Strings could be used for most of the same purposes, but an important characteristic of symbols makes comparisons for equality much more efficient. This is because two symbols with the same sequence of characters are stored in the same memory location. This makes it possible to test them for equality with the `is_eq` function, which does a fast check if its arguments point to the same location in memory.
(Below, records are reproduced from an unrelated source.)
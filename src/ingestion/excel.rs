#![cfg(feature = "excel")]

use std::io::{Cursor, Read, Seek};
use std::path::Path;

use calamine::{open_workbook_auto, open_workbook_auto_from_rs, Data, Range, Reader, Sheets};

use crate::error::{ProcessingError, ProcessingResult};
use crate::types::{DataSet, Schema, Value};

use super::unified::ExcelSheetSelection;

/// Ingest an Excel document (`.xlsx`, `.xls`, `.ods`, etc.) into an in-memory `DataSet`.
///
/// Behavior:
/// - Picks sheet(s) according to `selection`
/// - Detects the first non-empty row as the header row; blank header cells are named
///   `Unnamed: {position}`
/// - Skips rows where every cell is empty
/// - Pads or truncates rows to the header width
pub fn ingest_excel_from_path(
    path: impl AsRef<Path>,
    selection: &ExcelSheetSelection,
) -> ProcessingResult<DataSet> {
    let mut workbook = open_workbook_auto(path)?;
    ingest_workbook(&mut workbook, selection)
}

/// Same as [`ingest_excel_from_path`] for a workbook already held in memory, e.g. an upload.
pub fn ingest_excel_from_bytes(
    bytes: Vec<u8>,
    selection: &ExcelSheetSelection,
) -> ProcessingResult<DataSet> {
    let mut workbook = open_workbook_auto_from_rs(Cursor::new(bytes))?;
    ingest_workbook(&mut workbook, selection)
}

fn ingest_workbook<RS: Read + Seek>(
    workbook: &mut Sheets<RS>,
    selection: &ExcelSheetSelection,
) -> ProcessingResult<DataSet> {
    let sheets: Vec<String> = match selection {
        ExcelSheetSelection::First => workbook.sheet_names().into_iter().take(1).collect(),
        ExcelSheetSelection::Sheet(name) => vec![name.clone()],
        ExcelSheetSelection::AllSheets => workbook.sheet_names().to_vec(),
    };
    if sheets.is_empty() {
        return Err(ProcessingError::schema("workbook has no sheets"));
    }

    let mut schema: Option<Schema> = None;
    let mut all_rows: Vec<Vec<Value>> = Vec::new();
    for sheet in sheets {
        let range = workbook.worksheet_range(&sheet)?;
        let (sheet_schema, mut rows) = ingest_sheet_range(&range)
            .map_err(|e| wrap_schema_err_with_sheet(&sheet, e))?;

        match &schema {
            None => schema = Some(sheet_schema),
            Some(first) if *first != sheet_schema => {
                return Err(ProcessingError::schema(format!(
                    "sheet '{sheet}': headers {:?} differ from first sheet {:?}",
                    sheet_schema.field_names().collect::<Vec<_>>(),
                    first.field_names().collect::<Vec<_>>()
                )));
            }
            Some(_) => {}
        }
        all_rows.append(&mut rows);
    }

    Ok(DataSet::new(schema.unwrap_or_default(), all_rows))
}

fn ingest_sheet_range(range: &Range<Data>) -> ProcessingResult<(Schema, Vec<Vec<Value>>)> {
    let mut rows_iter = range.rows();
    let header_cells = rows_iter
        .by_ref()
        .find(|row| row.iter().any(|c| !matches!(c, Data::Empty)))
        .ok_or_else(|| ProcessingError::schema("sheet has no non-empty rows (no header row found)"))?;

    let schema = Schema::from_names(
        header_cells
            .iter()
            .enumerate()
            .map(|(idx, c)| header_name(idx, c)),
    );
    let width = schema.len();

    let rows = rows_iter
        .filter(|row| row.iter().any(|c| !matches!(c, Data::Empty)))
        .map(|row| {
            (0..width)
                .map(|i| row.get(i).map(convert_cell).unwrap_or(Value::Null))
                .collect()
        })
        .collect();

    Ok((schema, rows))
}

fn wrap_schema_err_with_sheet(sheet: &str, err: ProcessingError) -> ProcessingError {
    match err {
        ProcessingError::SchemaMismatch { message } => ProcessingError::SchemaMismatch {
            message: format!("sheet '{sheet}': {message}"),
        },
        other => other,
    }
}

fn header_name(idx: usize, c: &Data) -> String {
    let name = cell_to_header_string(c);
    if name.trim().is_empty() {
        format!("Unnamed: {idx}")
    } else {
        name
    }
}

fn cell_to_header_string(c: &Data) -> String {
    match c {
        Data::String(s) => s.clone(),
        Data::Int(i) => i.to_string(),
        Data::Float(f) => {
            if f.fract() == 0.0 {
                (*f as i64).to_string()
            } else {
                f.to_string()
            }
        }
        Data::Bool(b) => b.to_string(),
        Data::Empty => String::new(),
        _ => c.to_string(),
    }
}

fn convert_cell(c: &Data) -> Value {
    match c {
        Data::Empty => Value::Null,
        Data::String(s) if s.is_empty() => Value::Null,
        Data::String(s) => Value::Utf8(s.clone()),
        Data::Int(i) => Value::Int64(*i),
        Data::Float(f) => Value::Float64(*f),
        Data::Bool(b) => Value::Bool(*b),
        _ => Value::Utf8(c.to_string()),
    }
}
On the other hand, effective string comparisons always require checking each character in both strings.

``````
let a = "hello"
let b = "hello"

// `==` will compare each character in both strings
a == b
// true

// so does `string_is_eq`
string_is_eq(a, b)
// true

/* `is_eq` only checks of two objects belong to the same
location in memory */
is_eq(a, b)
// false
is_eq(a, a)
// true

// In contrast to strings, two symbols made of the same sequence of characters
// can be efficiently compared for equality just by checking their memory locations.
let x = 'hello
let y = 'hello
let z = 'Hello

is_eq(x, y)
// true
is_eq(x, z)
// false
``````

It is possible to construct new symbols from strings and to convert symbols to strings:

``````
is_eq('hello, string_to_symbol("hello"))
// true
"hello" == symbol_to_string('hello)
// true
``````

1A predicate is a function that answers a question with a `true` or `false` value.

2Slogan has a composite type `bitarray` that can represent bitmaps of arbitrary sizes. This type will be introduced in the next chapter.